In an action seeking review of a decision of the Workers’ Compensation Appeals Board regarding the medical necessity of proposed treatment requested by an employee of the California Highway Patrol (CHP), involving Labor Code Section 4610.6, which created a new procedure–independent medical review (IMR)–that an injured worker may use to challenge an employer’s timely denial, delay or modification of a request for authorization of proposed medical treatment, the Board’s decision is reversed where the 30-day time limit in section 4610.6(d), is directory and, accordingly, an untimely IMR determination is valid and binding upon the parties as the final determination of the director.

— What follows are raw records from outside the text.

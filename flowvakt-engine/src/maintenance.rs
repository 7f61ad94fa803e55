//! ## flowvakt-engine::maintenance
//! **Flow table upkeep outside the packet path**
//!
//! Idle pruning and periodic reporting. Both walk the whole table, so they
//! run on a timer in their own task and never from a pipeline.

use std::fs::File;
use std::io::{BufWriter, Write};
use std::path::Path;
use std::sync::Arc;
use std::time::Duration;

use serde::Serialize;
use tokio::sync::watch;
use tokio::time::{interval, MissedTickBehavior};
use tracing::{debug, info, instrument};

use flowvakt_config::FlowvaktConfig;
use flowvakt_core::flow::{FlowKey, FlowMetrics, FlowMetricsStore, FlowStats};
use flowvakt_core::time::Clock;
use flowvakt_telemetry::MetricsRecorder;

use crate::error::RuntimeError;

/// Point-in-time view of the flow table.
#[derive(Debug, Clone, Serialize)]
pub struct FlowReport {
    /// Clock reading the report was taken at.
    pub taken_at_ns: u64,
    pub active_flows: usize,
    pub max_entries: usize,
    pub flows: Vec<FlowReportEntry>,
}

#[derive(Debug, Clone, Serialize)]
pub struct FlowReportEntry {
    pub key: FlowKey,
    pub metrics: FlowMetrics,
    pub stats: FlowStats,
}

impl FlowReport {
    pub fn capture(store: &FlowMetricsStore, now_ns: u64) -> Self {
        let flows: Vec<FlowReportEntry> = store
            .snapshot()
            .into_iter()
            .map(|entry| FlowReportEntry {
                key: entry.key,
                stats: FlowStats::from_metrics(&entry.metrics),
                metrics: entry.metrics,
            })
            .collect();

        Self {
            taken_at_ns: now_ns,
            active_flows: flows.len(),
            max_entries: store.max_entries(),
            flows,
        }
    }

    pub fn write_yaml<W: Write>(&self, out: W) -> Result<(), RuntimeError> {
        serde_yaml::to_writer(out, self)?;
        Ok(())
    }

    pub fn save<P: AsRef<Path>>(&self, path: P) -> Result<(), RuntimeError> {
        let mut out = BufWriter::new(File::create(path)?);
        self.write_yaml(&mut out)?;
        out.flush()?;
        Ok(())
    }
}

/// Periodic pruning and reporting for one flow table.
pub struct FlowMaintenance {
    store: Arc<FlowMetricsStore>,
    clock: Arc<dyn Clock>,
    metrics: MetricsRecorder,
    idle_timeout: Option<Duration>,
    prune_interval: Duration,
    report_interval: Duration,
}

impl FlowMaintenance {
    pub fn new(
        store: Arc<FlowMetricsStore>,
        clock: Arc<dyn Clock>,
        metrics: MetricsRecorder,
        config: &FlowvaktConfig,
    ) -> Self {
        let flow_table = &config.core.flow_table;
        Self {
            store,
            clock,
            metrics,
            idle_timeout: flow_table.idle_timeout_secs.map(Duration::from_secs),
            prune_interval: Duration::from_secs(flow_table.prune_interval_secs),
            report_interval: Duration::from_secs(config.telemetry.report_interval_secs),
        }
    }

    /// Removes idle flows, if an idle timeout is configured.
    pub fn prune(&self) -> usize {
        let Some(idle_timeout) = self.idle_timeout else {
            return 0;
        };

        let removed = self.store.prune_idle(self.clock.now_ns(), idle_timeout);
        self.metrics.flows_pruned.inc_by(removed as u64);
        self.metrics.active_flows.set(self.store.len() as i64);
        if removed > 0 {
            debug!(removed, remaining = self.store.len(), "Pruned idle flows");
        }
        removed
    }

    pub fn report(&self) -> FlowReport {
        let report = FlowReport::capture(&self.store, self.clock.now_ns());
        self.metrics.active_flows.set(report.active_flows as i64);

        info!(
            active_flows = report.active_flows,
            max_entries = report.max_entries,
            "Flow table report"
        );
        for flow in &report.flows {
            debug!(
                flow = %flow.key,
                packets_in = flow.metrics.packets_in,
                packets_out = flow.metrics.packets_out,
                bytes_in = flow.metrics.bytes_in,
                bytes_out = flow.metrics.bytes_out,
                in_pps = flow.stats.in_pps,
                out_pps = flow.stats.out_pps,
                in_out_byte_ratio = flow.stats.in_out_byte_ratio,
                "Flow"
            );
        }
        report
    }

    /// Runs until `shutdown` flips to `true` or its sender goes away.
    #[instrument(name = "flow_maintenance", skip_all)]
    pub async fn run(self, mut shutdown: watch::Receiver<bool>) {
        let mut prune = interval(self.prune_interval);
        let mut report = interval(self.report_interval);
        prune.set_missed_tick_behavior(MissedTickBehavior::Delay);
        report.set_missed_tick_behavior(MissedTickBehavior::Delay);

        // Both intervals fire immediately; skip that first tick.
        prune.tick().await;
        report.tick().await;

        loop {
            tokio::select! {
                _ = prune.tick() => {
                    self.prune();
                }
                _ = report.tick() => {
                    self.report();
                }
                changed = shutdown.changed() => {
                    if changed.is_err() || *shutdown.borrow() {
                        break;
                    }
                }
            }
        }
        debug!("Flow maintenance stopped");
    }
}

[05/11] SSA Terminals and Homeport Ins. Co. v. Carrion

In an action brought by a claimant seeking disability benefits under the Longshore and Harbor Workers’ Compensation Act, an employer/insurer’s petition for review of a decision by the Benefits Review Board is denied where: 1) the claimant timely filed his claim against his employer; 2) claimant’s knee injury was a permanent, rather than a temporary, disability; and 3) the doctrines of exhaustion and waiver were inapplicable because claimant presented his claim of permanent disability well before the conclusion of the administrative process and neither the employer nor the agency was blindsided by the argument.

[05/02] Matthews v. Liberty Assignment Corp.

In a case dealing with the issue of whether a judgment, based on a structured settlement of an employee’s workers’ compensation claims against his employer and others, which was agreed upon by the parties and entered as an award in the workers’ compensation proceeding, may be assigned by the injured employee, the trial court’s denial of a motion for an order approving the assignment of plaintiff’s structured settlement payment judgement is affirmed where the assignment was prohibited by statute.

[04/27] Guerra v. WCAB

In a Workers’ Comp case in which claimant died from a pulmonary hemorrhage while taking out the garbage at work, the Workers’ Compensation Appeals Board rejection of a doctor’s opinion as speculative and ruling that it had not been shown that claimant’s death arose out of and in the course of his employment, is annulled and remanded where the death arose out of and in the course of employment.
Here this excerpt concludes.